- [Problem to solve]: Go through the listing and return every line with "TreasuryError" in it.

- [Materials provided]:

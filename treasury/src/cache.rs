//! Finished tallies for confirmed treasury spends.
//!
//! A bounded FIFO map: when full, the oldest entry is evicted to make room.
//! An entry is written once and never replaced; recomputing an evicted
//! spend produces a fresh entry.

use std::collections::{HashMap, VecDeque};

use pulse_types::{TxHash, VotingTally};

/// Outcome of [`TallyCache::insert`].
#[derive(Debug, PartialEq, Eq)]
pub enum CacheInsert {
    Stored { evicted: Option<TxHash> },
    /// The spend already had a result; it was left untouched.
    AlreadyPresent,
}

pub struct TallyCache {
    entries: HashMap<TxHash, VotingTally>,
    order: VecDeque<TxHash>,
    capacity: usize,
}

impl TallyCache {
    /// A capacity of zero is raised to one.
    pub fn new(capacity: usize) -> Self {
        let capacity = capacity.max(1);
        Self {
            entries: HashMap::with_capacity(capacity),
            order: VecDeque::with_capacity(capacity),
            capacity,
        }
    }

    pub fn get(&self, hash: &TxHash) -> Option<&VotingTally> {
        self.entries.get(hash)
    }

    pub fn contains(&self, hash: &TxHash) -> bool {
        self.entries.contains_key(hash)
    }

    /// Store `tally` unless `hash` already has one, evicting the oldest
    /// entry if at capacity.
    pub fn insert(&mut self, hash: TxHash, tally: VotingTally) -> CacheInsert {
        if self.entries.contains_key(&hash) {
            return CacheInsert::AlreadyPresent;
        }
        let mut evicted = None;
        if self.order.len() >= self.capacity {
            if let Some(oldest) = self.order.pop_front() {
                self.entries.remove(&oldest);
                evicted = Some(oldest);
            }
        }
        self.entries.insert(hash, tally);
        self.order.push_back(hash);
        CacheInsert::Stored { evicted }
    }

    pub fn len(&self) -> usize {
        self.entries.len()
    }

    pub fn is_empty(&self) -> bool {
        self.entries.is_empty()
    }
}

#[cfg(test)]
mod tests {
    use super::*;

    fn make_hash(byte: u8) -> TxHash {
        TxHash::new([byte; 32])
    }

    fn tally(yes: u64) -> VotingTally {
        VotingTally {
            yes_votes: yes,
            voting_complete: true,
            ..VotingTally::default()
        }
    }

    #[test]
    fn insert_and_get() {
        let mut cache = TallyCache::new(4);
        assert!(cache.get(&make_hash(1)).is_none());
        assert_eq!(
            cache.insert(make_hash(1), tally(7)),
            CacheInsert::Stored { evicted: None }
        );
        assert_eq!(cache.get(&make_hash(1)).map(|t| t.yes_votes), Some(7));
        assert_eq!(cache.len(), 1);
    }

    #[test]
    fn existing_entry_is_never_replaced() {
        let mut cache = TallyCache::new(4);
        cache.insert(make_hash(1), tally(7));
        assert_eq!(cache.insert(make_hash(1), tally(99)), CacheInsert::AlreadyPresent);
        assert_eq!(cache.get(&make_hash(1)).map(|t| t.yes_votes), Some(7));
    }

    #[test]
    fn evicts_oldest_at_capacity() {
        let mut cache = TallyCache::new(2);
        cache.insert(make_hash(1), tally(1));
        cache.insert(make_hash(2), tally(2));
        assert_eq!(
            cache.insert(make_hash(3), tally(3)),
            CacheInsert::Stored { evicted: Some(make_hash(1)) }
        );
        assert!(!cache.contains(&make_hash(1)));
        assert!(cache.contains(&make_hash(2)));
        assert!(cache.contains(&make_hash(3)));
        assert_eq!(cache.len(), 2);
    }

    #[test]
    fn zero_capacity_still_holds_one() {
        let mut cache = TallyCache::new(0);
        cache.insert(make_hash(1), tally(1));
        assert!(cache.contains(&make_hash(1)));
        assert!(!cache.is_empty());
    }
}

...

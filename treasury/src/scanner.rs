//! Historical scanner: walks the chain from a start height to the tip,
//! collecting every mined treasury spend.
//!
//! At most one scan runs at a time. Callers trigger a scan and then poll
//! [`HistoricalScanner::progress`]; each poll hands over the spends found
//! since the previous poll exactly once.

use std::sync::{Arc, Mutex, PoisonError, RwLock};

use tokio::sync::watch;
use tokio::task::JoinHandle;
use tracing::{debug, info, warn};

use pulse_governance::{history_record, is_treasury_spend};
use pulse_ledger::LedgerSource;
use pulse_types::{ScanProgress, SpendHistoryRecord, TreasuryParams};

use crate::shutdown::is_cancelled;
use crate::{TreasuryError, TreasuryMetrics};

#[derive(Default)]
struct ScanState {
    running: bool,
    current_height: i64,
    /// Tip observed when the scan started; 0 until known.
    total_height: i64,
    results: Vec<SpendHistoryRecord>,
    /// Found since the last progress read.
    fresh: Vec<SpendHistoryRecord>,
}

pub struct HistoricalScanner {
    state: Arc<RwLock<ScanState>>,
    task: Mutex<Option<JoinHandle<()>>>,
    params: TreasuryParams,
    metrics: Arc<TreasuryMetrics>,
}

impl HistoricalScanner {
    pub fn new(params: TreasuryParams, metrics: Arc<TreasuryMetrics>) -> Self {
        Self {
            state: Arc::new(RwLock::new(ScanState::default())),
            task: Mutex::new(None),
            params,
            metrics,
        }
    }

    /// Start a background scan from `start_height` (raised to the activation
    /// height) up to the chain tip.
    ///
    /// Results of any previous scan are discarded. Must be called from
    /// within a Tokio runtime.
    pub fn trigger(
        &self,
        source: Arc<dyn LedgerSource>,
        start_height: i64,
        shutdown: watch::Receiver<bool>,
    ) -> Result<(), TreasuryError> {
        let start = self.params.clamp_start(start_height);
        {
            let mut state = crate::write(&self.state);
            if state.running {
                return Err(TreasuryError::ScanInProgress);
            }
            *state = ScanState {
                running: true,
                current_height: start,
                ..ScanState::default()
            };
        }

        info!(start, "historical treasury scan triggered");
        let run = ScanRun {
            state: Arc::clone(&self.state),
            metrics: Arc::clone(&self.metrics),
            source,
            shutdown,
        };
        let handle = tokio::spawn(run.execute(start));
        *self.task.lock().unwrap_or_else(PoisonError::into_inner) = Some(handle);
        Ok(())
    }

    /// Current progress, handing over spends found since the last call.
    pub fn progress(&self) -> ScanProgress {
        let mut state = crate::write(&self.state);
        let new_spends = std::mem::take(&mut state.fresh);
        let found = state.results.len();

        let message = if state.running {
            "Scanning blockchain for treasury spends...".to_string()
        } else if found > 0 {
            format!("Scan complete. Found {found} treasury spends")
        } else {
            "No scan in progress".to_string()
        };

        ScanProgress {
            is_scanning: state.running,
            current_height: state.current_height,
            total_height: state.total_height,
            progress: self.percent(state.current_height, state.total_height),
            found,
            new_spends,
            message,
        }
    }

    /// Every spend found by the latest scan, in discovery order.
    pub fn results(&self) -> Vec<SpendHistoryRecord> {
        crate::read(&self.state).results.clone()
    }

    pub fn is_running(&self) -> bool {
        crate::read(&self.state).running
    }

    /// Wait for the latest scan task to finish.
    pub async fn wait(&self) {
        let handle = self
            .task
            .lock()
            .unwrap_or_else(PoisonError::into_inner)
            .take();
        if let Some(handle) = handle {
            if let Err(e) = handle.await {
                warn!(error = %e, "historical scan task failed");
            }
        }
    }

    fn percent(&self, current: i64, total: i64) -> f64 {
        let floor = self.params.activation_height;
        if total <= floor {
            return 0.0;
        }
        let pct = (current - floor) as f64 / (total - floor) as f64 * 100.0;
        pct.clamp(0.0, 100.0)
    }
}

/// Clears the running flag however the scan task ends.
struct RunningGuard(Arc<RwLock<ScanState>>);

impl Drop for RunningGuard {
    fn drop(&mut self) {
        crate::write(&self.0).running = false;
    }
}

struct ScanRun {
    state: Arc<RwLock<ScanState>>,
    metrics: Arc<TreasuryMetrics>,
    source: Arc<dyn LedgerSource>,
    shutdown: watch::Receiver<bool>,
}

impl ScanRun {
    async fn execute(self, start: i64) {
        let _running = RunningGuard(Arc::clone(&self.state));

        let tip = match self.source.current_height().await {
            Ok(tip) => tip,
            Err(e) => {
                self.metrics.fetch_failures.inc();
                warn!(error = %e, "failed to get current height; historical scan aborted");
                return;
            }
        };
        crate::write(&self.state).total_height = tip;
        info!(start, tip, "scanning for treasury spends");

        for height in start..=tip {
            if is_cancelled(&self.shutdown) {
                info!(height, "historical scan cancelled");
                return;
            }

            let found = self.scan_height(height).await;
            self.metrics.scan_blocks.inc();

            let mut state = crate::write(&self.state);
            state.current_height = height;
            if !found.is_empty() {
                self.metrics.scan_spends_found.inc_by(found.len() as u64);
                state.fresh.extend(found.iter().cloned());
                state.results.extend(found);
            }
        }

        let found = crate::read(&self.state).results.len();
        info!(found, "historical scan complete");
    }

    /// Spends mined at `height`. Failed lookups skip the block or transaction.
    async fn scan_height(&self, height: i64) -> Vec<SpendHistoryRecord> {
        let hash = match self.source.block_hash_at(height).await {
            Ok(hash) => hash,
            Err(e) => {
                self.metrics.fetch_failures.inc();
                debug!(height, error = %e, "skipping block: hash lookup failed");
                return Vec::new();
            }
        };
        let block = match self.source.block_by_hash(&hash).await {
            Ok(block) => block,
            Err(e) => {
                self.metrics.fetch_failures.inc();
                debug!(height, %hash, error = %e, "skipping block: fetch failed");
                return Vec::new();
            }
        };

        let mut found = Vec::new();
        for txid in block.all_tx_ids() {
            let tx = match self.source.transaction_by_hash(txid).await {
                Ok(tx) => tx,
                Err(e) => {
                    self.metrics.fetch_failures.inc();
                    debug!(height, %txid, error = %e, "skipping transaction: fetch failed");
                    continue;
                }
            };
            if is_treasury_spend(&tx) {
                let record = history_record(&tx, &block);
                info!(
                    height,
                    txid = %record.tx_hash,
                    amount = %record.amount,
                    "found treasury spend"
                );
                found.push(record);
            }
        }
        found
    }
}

...

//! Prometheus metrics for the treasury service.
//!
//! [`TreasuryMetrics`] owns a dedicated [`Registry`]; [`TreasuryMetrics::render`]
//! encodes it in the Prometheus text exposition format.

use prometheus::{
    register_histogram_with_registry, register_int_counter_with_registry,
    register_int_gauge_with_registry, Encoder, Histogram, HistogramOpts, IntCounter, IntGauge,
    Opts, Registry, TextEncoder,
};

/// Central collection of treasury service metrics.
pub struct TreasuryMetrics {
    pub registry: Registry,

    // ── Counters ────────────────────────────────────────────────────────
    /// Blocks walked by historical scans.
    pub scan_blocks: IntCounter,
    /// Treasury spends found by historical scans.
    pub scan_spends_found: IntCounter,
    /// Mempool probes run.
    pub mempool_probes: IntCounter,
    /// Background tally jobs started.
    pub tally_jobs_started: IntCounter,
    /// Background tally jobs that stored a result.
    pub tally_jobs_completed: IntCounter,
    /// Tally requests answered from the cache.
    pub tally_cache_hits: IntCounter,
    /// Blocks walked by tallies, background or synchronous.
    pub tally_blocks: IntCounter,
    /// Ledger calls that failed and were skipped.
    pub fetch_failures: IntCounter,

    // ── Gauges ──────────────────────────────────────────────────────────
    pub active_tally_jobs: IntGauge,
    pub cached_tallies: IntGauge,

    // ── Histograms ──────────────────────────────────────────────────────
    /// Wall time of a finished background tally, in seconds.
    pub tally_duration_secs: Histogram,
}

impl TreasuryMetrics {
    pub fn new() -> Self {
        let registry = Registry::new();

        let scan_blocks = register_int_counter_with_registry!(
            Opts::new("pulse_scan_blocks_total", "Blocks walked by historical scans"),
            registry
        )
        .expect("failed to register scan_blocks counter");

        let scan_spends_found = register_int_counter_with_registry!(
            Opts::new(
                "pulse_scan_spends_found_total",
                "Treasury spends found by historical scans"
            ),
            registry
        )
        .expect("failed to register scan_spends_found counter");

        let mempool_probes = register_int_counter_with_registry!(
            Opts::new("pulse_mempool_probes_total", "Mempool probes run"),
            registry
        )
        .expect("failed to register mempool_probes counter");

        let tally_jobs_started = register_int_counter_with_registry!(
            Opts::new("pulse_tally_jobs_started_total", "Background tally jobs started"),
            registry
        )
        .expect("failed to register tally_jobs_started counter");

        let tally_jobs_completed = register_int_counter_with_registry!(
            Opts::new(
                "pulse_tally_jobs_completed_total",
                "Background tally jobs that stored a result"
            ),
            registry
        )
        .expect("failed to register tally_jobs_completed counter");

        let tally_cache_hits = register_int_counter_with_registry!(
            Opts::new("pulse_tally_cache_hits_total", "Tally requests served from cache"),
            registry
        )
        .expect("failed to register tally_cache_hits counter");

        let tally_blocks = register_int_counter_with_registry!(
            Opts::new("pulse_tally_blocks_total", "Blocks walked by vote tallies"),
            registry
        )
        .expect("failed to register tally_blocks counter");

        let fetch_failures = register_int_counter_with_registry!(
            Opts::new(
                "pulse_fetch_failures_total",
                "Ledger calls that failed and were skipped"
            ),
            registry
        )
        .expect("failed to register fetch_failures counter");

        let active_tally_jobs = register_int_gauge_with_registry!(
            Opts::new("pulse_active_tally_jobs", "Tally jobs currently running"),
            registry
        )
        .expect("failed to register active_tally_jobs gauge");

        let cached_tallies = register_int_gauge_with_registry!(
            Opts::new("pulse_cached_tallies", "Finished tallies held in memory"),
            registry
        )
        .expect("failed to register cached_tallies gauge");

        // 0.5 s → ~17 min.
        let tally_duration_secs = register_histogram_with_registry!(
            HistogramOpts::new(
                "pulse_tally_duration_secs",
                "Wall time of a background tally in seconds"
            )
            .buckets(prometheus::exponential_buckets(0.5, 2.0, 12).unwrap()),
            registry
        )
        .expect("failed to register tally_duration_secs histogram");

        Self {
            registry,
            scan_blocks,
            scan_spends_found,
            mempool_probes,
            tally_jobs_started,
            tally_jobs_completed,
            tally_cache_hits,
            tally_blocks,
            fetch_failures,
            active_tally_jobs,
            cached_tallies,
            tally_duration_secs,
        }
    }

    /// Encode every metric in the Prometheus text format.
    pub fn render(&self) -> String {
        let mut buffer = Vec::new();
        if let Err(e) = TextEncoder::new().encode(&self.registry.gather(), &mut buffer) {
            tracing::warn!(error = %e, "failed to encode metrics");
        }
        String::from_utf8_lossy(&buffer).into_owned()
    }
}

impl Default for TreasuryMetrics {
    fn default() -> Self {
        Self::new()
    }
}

- [Reply]:
use crate::{TreasuryError, TreasuryMetrics};
    ) -> Result<(), TreasuryError> {
                return Err(TreasuryError::ScanInProgress);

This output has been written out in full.